[Opening Data provided section]
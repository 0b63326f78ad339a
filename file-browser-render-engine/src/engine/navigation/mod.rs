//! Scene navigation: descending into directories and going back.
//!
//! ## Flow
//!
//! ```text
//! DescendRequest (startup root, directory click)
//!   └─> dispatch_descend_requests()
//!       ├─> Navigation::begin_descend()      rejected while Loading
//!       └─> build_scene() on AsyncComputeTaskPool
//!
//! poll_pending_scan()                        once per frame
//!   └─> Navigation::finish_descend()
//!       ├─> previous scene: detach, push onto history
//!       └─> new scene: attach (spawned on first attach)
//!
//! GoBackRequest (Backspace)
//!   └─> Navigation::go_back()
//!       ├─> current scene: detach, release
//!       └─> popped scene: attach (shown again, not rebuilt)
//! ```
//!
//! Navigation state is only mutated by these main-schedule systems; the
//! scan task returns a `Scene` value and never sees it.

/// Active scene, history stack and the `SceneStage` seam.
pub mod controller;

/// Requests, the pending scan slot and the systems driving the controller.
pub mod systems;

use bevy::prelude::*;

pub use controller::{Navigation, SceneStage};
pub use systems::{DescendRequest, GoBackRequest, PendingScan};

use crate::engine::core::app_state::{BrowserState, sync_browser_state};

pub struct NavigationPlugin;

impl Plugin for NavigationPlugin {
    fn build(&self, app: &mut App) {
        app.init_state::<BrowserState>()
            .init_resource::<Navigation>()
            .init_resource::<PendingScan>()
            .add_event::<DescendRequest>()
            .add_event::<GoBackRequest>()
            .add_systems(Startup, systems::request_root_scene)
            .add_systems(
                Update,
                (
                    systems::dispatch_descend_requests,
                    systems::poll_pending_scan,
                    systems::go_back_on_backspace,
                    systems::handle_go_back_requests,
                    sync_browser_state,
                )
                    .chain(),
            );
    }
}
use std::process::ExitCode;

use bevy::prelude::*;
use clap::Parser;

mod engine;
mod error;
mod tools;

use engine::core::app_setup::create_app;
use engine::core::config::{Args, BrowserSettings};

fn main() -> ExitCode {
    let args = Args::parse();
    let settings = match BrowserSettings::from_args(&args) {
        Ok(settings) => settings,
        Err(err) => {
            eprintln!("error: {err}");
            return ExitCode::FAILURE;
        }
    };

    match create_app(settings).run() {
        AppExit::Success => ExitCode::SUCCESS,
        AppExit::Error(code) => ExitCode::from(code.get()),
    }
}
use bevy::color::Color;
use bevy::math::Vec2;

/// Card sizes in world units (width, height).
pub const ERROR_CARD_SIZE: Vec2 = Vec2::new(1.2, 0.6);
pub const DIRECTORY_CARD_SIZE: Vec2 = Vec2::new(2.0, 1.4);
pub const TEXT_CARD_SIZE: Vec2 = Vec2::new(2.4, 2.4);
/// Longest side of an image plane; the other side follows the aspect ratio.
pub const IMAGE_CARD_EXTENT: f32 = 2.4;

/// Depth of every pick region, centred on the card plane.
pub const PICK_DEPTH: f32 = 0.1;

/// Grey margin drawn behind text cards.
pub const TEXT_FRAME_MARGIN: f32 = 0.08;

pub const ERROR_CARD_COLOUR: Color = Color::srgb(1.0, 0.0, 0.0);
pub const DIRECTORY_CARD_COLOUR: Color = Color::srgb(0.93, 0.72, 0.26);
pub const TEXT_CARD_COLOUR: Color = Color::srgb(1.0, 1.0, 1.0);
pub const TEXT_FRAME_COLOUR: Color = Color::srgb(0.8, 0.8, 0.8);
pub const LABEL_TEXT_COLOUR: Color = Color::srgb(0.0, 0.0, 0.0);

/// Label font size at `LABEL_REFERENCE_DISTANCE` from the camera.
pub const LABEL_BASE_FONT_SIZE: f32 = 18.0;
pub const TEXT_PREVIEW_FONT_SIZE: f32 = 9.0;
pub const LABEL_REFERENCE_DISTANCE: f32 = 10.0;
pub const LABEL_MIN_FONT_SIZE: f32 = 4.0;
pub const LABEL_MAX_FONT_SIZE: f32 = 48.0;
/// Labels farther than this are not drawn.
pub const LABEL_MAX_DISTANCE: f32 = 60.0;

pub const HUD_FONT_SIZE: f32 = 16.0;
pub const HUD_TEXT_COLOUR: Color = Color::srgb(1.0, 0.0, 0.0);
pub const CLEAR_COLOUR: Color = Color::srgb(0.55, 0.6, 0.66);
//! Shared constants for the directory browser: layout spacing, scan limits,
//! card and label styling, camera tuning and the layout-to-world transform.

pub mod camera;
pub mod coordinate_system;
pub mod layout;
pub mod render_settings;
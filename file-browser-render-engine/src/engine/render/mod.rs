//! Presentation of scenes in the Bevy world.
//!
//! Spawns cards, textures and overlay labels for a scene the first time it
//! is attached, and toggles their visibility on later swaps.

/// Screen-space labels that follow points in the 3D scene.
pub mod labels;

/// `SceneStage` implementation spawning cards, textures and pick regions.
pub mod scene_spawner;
[Closing Data provided section]
[Opening Data provided section]
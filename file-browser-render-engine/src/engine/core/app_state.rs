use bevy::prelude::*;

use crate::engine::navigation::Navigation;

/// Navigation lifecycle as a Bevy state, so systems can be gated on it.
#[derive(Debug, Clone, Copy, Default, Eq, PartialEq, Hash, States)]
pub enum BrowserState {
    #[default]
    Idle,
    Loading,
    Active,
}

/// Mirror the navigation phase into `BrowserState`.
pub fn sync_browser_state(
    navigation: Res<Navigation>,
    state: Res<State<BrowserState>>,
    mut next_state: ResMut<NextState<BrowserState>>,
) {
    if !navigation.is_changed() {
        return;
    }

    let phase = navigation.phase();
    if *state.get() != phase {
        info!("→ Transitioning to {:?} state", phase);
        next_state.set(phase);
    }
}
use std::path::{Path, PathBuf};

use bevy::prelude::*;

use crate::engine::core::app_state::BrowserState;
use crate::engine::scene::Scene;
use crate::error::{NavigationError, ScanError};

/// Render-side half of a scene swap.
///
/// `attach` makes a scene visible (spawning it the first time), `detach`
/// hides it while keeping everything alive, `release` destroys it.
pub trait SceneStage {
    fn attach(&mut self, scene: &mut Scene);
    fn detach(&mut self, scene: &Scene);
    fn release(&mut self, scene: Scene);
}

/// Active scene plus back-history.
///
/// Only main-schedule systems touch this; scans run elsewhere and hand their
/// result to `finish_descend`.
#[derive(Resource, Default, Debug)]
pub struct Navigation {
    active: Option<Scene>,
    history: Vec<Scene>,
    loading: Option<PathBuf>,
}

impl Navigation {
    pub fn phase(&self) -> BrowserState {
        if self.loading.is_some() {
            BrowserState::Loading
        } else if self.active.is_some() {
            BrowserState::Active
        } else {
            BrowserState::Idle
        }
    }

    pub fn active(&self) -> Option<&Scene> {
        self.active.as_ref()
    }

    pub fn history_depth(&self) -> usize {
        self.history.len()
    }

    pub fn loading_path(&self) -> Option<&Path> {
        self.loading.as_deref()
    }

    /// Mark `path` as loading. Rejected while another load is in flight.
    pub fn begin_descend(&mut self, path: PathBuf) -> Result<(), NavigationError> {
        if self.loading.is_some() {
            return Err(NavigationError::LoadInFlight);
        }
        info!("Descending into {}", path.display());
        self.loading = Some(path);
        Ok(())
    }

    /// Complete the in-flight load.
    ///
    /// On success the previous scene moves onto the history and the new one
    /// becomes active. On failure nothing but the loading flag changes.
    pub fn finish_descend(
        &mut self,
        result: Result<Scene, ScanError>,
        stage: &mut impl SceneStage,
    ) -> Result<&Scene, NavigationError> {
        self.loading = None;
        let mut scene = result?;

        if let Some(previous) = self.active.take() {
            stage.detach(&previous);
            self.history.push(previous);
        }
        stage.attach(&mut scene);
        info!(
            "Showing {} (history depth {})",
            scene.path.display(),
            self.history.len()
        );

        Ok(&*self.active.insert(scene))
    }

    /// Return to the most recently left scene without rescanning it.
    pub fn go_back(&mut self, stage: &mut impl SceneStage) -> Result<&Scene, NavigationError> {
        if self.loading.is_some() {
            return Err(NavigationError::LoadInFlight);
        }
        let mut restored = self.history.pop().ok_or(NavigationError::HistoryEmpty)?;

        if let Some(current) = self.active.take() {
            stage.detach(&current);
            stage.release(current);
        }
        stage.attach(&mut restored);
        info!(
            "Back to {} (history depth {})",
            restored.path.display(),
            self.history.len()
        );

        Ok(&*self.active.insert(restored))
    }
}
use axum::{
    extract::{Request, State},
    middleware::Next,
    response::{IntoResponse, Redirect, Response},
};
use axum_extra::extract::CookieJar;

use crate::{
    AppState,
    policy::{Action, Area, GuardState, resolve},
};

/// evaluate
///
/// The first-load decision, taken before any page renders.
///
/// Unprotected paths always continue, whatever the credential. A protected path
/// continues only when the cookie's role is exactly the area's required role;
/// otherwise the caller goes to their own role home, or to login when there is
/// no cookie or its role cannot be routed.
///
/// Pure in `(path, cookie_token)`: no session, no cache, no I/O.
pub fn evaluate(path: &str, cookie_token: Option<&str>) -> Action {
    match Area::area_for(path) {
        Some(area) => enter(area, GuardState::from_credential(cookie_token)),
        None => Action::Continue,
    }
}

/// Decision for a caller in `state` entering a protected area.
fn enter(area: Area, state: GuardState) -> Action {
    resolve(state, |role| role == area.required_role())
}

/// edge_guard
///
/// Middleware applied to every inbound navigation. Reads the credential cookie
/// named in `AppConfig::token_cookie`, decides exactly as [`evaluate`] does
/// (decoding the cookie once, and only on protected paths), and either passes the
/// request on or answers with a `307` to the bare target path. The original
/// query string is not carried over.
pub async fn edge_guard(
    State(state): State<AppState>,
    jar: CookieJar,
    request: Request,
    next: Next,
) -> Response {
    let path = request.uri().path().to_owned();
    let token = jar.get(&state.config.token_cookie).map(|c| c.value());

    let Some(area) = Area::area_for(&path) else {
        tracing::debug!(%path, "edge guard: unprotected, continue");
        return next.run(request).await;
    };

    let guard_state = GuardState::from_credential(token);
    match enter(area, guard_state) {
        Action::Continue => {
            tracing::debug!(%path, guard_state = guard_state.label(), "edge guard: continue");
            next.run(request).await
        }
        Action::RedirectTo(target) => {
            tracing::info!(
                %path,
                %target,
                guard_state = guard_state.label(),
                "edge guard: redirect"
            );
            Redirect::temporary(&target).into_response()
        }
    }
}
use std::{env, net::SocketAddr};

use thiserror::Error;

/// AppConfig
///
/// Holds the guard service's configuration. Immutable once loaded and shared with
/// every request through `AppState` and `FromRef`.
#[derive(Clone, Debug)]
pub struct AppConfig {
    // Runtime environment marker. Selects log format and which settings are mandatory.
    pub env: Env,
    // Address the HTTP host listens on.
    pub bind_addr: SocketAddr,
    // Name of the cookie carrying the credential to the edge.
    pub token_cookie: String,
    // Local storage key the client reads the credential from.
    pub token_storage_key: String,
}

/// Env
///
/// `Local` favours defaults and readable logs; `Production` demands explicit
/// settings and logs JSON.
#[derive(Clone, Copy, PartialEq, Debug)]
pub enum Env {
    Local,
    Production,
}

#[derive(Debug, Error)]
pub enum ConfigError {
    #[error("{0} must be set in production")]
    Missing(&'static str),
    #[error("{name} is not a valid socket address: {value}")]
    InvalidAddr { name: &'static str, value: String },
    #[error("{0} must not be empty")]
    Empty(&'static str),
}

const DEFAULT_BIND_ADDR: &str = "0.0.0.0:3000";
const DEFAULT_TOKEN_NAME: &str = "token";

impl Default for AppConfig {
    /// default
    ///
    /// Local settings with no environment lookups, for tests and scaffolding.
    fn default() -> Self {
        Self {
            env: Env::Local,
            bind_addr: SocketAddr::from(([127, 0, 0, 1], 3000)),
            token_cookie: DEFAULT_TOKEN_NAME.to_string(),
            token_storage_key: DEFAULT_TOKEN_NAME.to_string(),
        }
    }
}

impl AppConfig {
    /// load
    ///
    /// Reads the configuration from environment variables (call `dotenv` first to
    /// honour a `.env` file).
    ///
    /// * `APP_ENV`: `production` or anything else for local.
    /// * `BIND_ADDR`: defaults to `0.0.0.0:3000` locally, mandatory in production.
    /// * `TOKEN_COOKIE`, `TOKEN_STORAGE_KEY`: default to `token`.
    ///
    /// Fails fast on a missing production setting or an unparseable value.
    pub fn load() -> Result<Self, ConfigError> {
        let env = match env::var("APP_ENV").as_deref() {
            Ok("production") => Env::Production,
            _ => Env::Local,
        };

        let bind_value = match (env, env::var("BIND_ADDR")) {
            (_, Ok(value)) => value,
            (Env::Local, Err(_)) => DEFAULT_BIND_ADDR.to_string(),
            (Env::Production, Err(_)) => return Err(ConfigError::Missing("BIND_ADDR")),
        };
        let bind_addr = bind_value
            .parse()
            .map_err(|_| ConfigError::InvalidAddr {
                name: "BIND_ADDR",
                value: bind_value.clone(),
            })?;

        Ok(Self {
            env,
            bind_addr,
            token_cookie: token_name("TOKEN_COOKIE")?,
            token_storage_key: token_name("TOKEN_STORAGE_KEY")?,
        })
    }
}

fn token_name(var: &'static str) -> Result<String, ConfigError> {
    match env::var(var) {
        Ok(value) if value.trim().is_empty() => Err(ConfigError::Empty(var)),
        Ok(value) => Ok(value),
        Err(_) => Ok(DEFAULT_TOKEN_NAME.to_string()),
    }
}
[Closing Data provided section]
[Opening Data provided section]
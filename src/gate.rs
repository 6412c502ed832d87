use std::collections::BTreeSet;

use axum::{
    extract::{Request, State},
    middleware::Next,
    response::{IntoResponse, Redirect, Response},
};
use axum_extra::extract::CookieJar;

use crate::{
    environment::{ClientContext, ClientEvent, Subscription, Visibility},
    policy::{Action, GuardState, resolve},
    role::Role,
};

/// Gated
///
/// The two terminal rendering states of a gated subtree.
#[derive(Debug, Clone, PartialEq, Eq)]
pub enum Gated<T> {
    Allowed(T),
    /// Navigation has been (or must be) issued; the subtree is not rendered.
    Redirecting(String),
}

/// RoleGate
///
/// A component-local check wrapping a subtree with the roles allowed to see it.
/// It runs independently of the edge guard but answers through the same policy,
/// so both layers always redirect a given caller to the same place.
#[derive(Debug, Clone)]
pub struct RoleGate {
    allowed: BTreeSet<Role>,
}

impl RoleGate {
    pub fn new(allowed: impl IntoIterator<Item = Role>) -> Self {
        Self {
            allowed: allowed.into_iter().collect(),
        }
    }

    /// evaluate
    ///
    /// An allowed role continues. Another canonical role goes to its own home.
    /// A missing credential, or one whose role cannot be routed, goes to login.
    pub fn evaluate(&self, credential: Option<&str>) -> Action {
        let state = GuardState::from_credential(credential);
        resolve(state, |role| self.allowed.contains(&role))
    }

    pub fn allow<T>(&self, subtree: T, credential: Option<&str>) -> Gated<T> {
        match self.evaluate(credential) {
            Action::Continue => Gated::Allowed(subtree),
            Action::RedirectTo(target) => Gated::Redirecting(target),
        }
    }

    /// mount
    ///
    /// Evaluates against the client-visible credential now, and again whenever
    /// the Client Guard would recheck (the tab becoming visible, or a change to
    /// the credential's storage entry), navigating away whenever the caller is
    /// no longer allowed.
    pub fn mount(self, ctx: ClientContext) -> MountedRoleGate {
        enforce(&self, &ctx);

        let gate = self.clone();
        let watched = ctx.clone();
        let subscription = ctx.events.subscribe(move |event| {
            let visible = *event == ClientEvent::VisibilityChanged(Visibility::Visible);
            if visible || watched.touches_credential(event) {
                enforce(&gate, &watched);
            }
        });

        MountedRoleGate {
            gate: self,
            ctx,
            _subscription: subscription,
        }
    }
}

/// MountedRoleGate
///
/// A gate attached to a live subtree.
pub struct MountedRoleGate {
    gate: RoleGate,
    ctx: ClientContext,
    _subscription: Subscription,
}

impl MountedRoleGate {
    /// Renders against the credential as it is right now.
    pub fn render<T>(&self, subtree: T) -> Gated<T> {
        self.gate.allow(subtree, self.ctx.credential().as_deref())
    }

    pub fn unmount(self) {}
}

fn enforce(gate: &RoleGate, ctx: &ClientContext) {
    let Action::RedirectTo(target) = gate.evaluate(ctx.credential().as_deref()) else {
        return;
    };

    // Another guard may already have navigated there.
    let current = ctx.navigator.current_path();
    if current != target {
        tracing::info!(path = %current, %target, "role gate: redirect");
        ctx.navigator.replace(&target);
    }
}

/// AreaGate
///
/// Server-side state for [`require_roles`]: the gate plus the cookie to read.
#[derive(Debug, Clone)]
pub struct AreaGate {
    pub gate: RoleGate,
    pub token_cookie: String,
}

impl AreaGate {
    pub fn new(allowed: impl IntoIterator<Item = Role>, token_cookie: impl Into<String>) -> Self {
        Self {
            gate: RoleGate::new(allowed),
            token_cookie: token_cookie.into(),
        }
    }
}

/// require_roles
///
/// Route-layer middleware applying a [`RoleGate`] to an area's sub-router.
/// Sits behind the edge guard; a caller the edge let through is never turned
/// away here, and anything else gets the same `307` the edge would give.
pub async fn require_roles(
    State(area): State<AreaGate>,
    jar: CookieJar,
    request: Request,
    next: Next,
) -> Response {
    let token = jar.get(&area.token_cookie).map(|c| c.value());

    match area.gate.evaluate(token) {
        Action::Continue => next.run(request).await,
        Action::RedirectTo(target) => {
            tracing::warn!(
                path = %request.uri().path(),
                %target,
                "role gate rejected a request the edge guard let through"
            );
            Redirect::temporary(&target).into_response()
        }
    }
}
[Closing Data provided section]
* **Work item**: Each line of the material that contains the string "plus" has to be copied out.

* **Your solution**:
/// Active scene plus back-history.
/// Server-side state for [`require_roles`]: the gate plus the cookie to read.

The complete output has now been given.